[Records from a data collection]
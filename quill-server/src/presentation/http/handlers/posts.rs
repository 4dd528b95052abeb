use axum::{
    Json,
    extract::{Path, Query, State},
    http::StatusCode,
};
use std::borrow::Cow;

use chrono::{DateTime, Utc};
use serde::{Deserialize, Serialize};
use utoipa::ToSchema;
use validator::{Validate, ValidationError};

use crate::application::blog_service::ListPostsResult;
use crate::application::markdown::render_markdown;
use crate::domain::post::{CreatePostRequest, Post, UpdatePostRequest};
use crate::domain::taxonomy::{TagInput, TagItem, Term};
use crate::presentation::AppState;
use crate::presentation::http::app_error::AppResult;
use crate::presentation::http::middleware::auth::AuthenticatedUser;

const DEFAULT_LIMIT: u32 = 20;

#[derive(Debug, Deserialize, ToSchema)]
pub(crate) struct TagItemDto {
    pub(crate) value: String,
}

/// Tags as typed (`"rust, web"`), as the tag picker's JSON posted as a
/// string, or as an array of `{ "value": ... }` objects.
#[derive(Debug, Deserialize, ToSchema)]
#[serde(untagged)]
pub(crate) enum TagsDto {
    Text(String),
    Items(Vec<TagItemDto>),
}

impl From<TagsDto> for TagInput {
    fn from(dto: TagsDto) -> Self {
        match dto {
            TagsDto::Text(text) => TagInput::Text(text),
            TagsDto::Items(items) => TagInput::Items(
                items
                    .into_iter()
                    .map(|item| TagItem { value: item.value })
                    .collect(),
            ),
        }
    }
}

#[derive(Debug, Deserialize, Validate, ToSchema)]
pub(crate) struct CreatePostDto {
    #[validate(length(min = 1, max = 100))]
    pub(crate) title: String,
    #[validate(length(min = 1))]
    pub(crate) content: String,
    #[serde(default)]
    pub(crate) tags: Option<TagsDto>,
    /// Comma-separated category names.
    #[serde(default)]
    pub(crate) categories: String,
}

#[derive(Debug, Deserialize, Validate, ToSchema)]
pub(crate) struct UpdatePostDto {
    #[validate(length(min = 1, max = 100))]
    pub(crate) title: String,
    #[validate(length(min = 1))]
    pub(crate) content: String,
    #[serde(default)]
    pub(crate) tags: Option<TagsDto>,
    #[serde(default)]
    pub(crate) categories: String,
}

#[derive(Debug, Deserialize, Validate, ToSchema)]
#[validate(schema(function = "pagination_offset_on_page"))]
pub(crate) struct PaginationQuery {
    #[validate(range(min = 1, max = 100))]
    pub(crate) limit: Option<u32>,
    pub(crate) offset: Option<u32>,
}

impl PaginationQuery {
    pub(crate) fn page(&self) -> (u32, u32) {
        page_of(self.limit, self.offset)
    }
}

#[derive(Debug, Deserialize, Validate, ToSchema)]
#[validate(schema(function = "search_offset_on_page"))]
pub(crate) struct SearchQuery {
    #[serde(default)]
    pub(crate) query: String,
    #[validate(range(min = 1, max = 100))]
    pub(crate) limit: Option<u32>,
    pub(crate) offset: Option<u32>,
}

fn pagination_offset_on_page(query: &PaginationQuery) -> Result<(), ValidationError> {
    offset_on_page(query.limit, query.offset)
}

fn search_offset_on_page(query: &SearchQuery) -> Result<(), ValidationError> {
    offset_on_page(query.limit, query.offset)
}

/// Listings are paged, so an offset has to start a page.
fn offset_on_page(limit: Option<u32>, offset: Option<u32>) -> Result<(), ValidationError> {
    let limit = limit.unwrap_or(DEFAULT_LIMIT);
    match offset {
        Some(offset) if limit > 0 && offset % limit != 0 => {
            Err(ValidationError::new("offset_not_on_page")
                .with_message(Cow::Borrowed("offset must be a multiple of limit")))
        }
        _ => Ok(()),
    }
}

/// Maps `limit`/`offset` onto the 1-based page the services work with.
fn page_of(limit: Option<u32>, offset: Option<u32>) -> (u32, u32) {
    let limit = limit.unwrap_or(DEFAULT_LIMIT);
    let offset = offset.unwrap_or(0);
    ((offset / limit) + 1, limit)
}

#[derive(Debug, Serialize, ToSchema)]
pub(crate) struct TermDto {
    pub(crate) id: i64,
    pub(crate) name: String,
}

impl From<Term> for TermDto {
    fn from(term: Term) -> Self {
        Self {
            id: term.id,
            name: term.name,
        }
    }
}

#[derive(Debug, Serialize, ToSchema)]
pub(crate) struct PostDto {
    pub(crate) id: i64,
    pub(crate) title: String,
    /// Markdown as written by the author.
    pub(crate) content: String,
    /// Sanitized HTML, safe to embed as is.
    pub(crate) content_html: String,
    pub(crate) author_id: i64,
    pub(crate) created_at: DateTime<Utc>,
    pub(crate) updated_at: DateTime<Utc>,
    pub(crate) tags: Vec<TermDto>,
    pub(crate) categories: Vec<TermDto>,
}

#[derive(Debug, Serialize, ToSchema)]
pub(crate) struct ListPostsResponseDto {
    pub(crate) posts: Vec<PostDto>,
    pub(crate) limit: u32,
    pub(crate) offset: u32,
    pub(crate) total: i64,
}

impl From<Post> for PostDto {
    fn from(post: Post) -> Self {
        let content_html = render_markdown(&post.content);
        Self {
            id: post.id,
            title: post.title,
            content: post.content,
            content_html,
            author_id: post.author_id,
            created_at: post.created_at,
            updated_at: post.updated_at,
            tags: post.tags.into_iter().map(TermDto::from).collect(),
            categories: post.categories.into_iter().map(TermDto::from).collect(),
        }
    }
}

impl From<ListPostsResult> for ListPostsResponseDto {
    fn from(result: ListPostsResult) -> Self {
        let offset = result
            .page
            .saturating_sub(1)
            .saturating_mul(result.page_size);
        Self {
            posts: result.posts.into_iter().map(PostDto::from).collect(),
            limit: result.page_size,
            offset,
            total: result.total,
        }
    }
}

#[utoipa::path(
    get,
    path = "/api/posts",
    tag = "posts",
    params(
        ("limit" = Option<u32>, Query, description = "Items per page (1..=100)"),
        ("offset" = Option<u32>, Query, description = "Offset from the beginning; a multiple of limit")
    ),
    responses(
        (status = 200, description = "Posts listed, newest first", body = ListPostsResponseDto),
        (status = 400, description = "Validation error"),
        (status = 500, description = "Internal error")
    )
)]
pub(crate) async fn list_posts(
    State(state): State<AppState>,
    Query(query): Query<PaginationQuery>,
) -> AppResult<(StatusCode, Json<ListPostsResponseDto>)> {
    query.validate()?;
    let (page, page_size) = query.page();

    let result = state.blog_service.list_posts(page, page_size).await?;

    Ok((StatusCode::OK, Json(ListPostsResponseDto::from(result))))
}

#[utoipa::path(
    get,
    path = "/api/posts/search",
    tag = "posts",
    params(
        ("query" = Option<String>, Query, description = "Substring of title, content, tag or category name; blank lists all"),
        ("limit" = Option<u32>, Query, description = "Items per page (1..=100)"),
        ("offset" = Option<u32>, Query, description = "Offset from the beginning; a multiple of limit")
    ),
    responses(
        (status = 200, description = "Matching posts, newest first", body = ListPostsResponseDto),
        (status = 400, description = "Validation error"),
        (status = 500, description = "Internal error")
    )
)]
pub(crate) async fn search_posts(
    State(state): State<AppState>,
    Query(query): Query<SearchQuery>,
) -> AppResult<(StatusCode, Json<ListPostsResponseDto>)> {
    query.validate()?;
    let (page, page_size) = page_of(query.limit, query.offset);

    let result = state
        .blog_service
        .search_posts(&query.query, page, page_size)
        .await?;

    Ok((StatusCode::OK, Json(ListPostsResponseDto::from(result))))
}

#[utoipa::path(
    get,
    path = "/api/posts/{id}",
    tag = "posts",
    params(
        ("id" = i64, Path, description = "Post id")
    ),
    responses(
        (status = 200, description = "Post found", body = PostDto),
        (status = 404, description = "Post not found"),
        (status = 500, description = "Internal error")
    )
)]
pub(crate) async fn get_post(
    State(state): State<AppState>,
    Path(id): Path<i64>,
) -> AppResult<(StatusCode, Json<PostDto>)> {
    let result = state.blog_service.get_post(id).await?;

    Ok((StatusCode::OK, Json(PostDto::from(result))))
}

#[utoipa::path(
    post,
    path = "/api/posts",
    tag = "posts",
    security(
        ("bearer_auth" = [])
    ),
    request_body = CreatePostDto,
    responses(
        (status = 201, description = "Post published, author's draft cleared", body = PostDto),
        (status = 400, description = "Validation error"),
        (status = 401, description = "Unauthorized"),
        (status = 409, description = "Concurrent tag or category write"),
        (status = 500, description = "Internal error")
    )
)]
pub(crate) async fn create_post(
    State(state): State<AppState>,
    auth: AuthenticatedUser,
    Json(dto): Json<CreatePostDto>,
) -> AppResult<(StatusCode, Json<PostDto>)> {
    dto.validate()?;
    let req = CreatePostRequest {
        title: dto.title,
        content: dto.content,
        tags: dto.tags.map(TagInput::from).unwrap_or_default(),
        categories: dto.categories,
    };

    let result = state.blog_service.create_post(auth.user_id, req).await?;
    Ok((StatusCode::CREATED, Json(PostDto::from(result))))
}

#[utoipa::path(
    put,
    path = "/api/posts/{id}",
    tag = "posts",
    security(
        ("bearer_auth" = [])
    ),
    params(
        ("id" = i64, Path, description = "Post id")
    ),
    request_body = UpdatePostDto,
    responses(
        (status = 200, description = "Post updated", body = PostDto),
        (status = 400, description = "Validation error"),
        (status = 401, description = "Unauthorized"),
        (status = 403, description = "Forbidden"),
        (status = 404, description = "Post not found"),
        (status = 500, description = "Internal error")
    )
)]
pub(crate) async fn update_post(
    State(state): State<AppState>,
    auth: AuthenticatedUser,
    Path(id): Path<i64>,
    Json(dto): Json<UpdatePostDto>,
) -> AppResult<(StatusCode, Json<PostDto>)> {
    dto.validate()?;
    let req = UpdatePostRequest {
        title: dto.title,
        content: dto.content,
        tags: dto.tags.map(TagInput::from).unwrap_or_default(),
        categories: dto.categories,
    };

    let result = state
        .blog_service
        .update_post(auth.user_id, id, req)
        .await?;
    Ok((StatusCode::OK, Json(PostDto::from(result))))
}

#[utoipa::path(
    delete,
    path = "/api/posts/{id}",
    tag = "posts",
    security(
        ("bearer_auth" = [])
    ),
    params(
        ("id" = i64, Path, description = "Post id")
    ),
    responses(
        (status = 204, description = "Post deleted"),
        (status = 401, description = "Unauthorized"),
        (status = 403, description = "Forbidden"),
        (status = 404, description = "Post not found"),
        (status = 500, description = "Internal error")
    )
)]
pub(crate) async fn delete_post(
    State(state): State<AppState>,
    auth: AuthenticatedUser,
    Path(id): Path<i64>,
) -> AppResult<StatusCode> {
    state.blog_service.delete_post(auth.user_id, id).await?;
    Ok(StatusCode::NO_CONTENT)
}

● **Work to complete**
What lines in the data hold the word "PaginationQuery"? Return them.

● **Output of the task**
pub(crate) struct PaginationQuery {
impl PaginationQuery {
fn pagination_offset_on_page(query: &PaginationQuery) -> Result<(), ValidationError> {
    Query(query): Query<PaginationQuery>,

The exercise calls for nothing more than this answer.